**Your assignment**.
Among the lines below, count those that include "AnalysisConfig", and state the count alone.

(Given entries)

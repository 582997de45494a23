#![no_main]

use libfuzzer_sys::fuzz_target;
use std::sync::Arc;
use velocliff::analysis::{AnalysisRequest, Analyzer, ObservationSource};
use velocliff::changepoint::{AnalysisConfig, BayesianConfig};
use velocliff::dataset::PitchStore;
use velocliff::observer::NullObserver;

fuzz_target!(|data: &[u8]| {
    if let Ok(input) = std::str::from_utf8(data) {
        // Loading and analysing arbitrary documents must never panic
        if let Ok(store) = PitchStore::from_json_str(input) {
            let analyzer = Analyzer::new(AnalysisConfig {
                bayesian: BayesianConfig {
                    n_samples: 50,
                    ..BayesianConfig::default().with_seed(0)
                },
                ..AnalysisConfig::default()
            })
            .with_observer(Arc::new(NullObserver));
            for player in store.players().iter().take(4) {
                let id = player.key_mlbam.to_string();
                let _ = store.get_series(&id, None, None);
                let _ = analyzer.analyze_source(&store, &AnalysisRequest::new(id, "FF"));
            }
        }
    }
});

(End Given entries)
(Given entries)

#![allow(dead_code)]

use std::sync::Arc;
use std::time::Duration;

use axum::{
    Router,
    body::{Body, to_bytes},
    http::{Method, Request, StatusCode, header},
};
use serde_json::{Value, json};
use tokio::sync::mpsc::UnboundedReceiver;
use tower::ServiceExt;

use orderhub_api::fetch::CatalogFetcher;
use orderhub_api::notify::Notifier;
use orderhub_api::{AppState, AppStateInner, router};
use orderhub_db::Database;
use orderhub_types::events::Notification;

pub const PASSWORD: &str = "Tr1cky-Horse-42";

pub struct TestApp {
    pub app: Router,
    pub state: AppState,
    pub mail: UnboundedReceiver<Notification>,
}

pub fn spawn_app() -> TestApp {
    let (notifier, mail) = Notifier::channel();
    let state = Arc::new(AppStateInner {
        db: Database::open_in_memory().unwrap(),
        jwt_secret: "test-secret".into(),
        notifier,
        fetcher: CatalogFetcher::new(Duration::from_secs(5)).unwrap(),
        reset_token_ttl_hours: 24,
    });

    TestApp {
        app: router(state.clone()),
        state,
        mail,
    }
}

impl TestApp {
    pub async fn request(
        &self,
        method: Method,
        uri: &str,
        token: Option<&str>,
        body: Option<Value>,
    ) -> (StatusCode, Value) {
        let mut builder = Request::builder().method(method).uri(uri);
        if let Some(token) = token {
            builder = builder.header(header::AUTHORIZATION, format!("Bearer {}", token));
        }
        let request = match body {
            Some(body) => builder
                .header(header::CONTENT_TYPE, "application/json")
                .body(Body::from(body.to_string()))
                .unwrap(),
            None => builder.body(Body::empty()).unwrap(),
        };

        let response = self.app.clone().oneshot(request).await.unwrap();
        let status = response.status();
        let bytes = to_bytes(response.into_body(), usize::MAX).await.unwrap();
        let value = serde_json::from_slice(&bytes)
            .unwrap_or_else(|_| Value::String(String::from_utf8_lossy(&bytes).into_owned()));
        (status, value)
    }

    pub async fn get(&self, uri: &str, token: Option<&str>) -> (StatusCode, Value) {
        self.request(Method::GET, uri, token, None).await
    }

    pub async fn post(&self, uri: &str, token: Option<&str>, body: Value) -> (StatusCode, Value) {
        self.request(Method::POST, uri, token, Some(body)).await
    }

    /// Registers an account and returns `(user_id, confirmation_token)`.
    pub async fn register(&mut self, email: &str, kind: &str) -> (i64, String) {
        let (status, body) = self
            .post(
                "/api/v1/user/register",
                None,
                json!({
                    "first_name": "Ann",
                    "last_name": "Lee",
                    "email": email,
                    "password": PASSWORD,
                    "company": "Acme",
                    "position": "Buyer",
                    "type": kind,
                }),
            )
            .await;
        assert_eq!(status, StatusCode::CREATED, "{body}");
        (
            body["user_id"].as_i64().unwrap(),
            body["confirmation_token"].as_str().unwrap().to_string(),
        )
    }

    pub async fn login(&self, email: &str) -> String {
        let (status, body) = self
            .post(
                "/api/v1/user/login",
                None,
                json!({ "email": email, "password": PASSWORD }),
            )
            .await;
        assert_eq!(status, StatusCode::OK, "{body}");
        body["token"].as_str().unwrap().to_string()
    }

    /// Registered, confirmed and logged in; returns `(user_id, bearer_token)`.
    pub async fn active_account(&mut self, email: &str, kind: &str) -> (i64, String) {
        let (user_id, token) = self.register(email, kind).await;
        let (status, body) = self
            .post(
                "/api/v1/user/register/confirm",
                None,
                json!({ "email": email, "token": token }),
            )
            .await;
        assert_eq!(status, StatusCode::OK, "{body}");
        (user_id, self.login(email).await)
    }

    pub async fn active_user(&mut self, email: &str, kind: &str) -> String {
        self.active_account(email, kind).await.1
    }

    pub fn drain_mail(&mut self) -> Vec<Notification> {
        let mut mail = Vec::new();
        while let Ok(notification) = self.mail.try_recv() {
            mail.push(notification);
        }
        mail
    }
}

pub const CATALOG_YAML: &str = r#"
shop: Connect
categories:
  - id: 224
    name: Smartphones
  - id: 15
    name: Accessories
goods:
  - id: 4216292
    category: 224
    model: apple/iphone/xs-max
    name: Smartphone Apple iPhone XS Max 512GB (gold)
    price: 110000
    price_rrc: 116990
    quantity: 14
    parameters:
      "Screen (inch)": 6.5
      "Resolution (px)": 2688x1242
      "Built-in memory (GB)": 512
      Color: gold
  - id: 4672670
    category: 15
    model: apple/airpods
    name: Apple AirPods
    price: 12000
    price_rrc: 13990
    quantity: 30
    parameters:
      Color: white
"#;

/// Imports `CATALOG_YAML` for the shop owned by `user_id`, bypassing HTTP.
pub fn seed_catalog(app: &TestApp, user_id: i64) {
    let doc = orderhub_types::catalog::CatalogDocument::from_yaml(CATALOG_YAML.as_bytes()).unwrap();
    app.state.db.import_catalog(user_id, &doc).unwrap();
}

(End Given entries)

**Task answer**.
3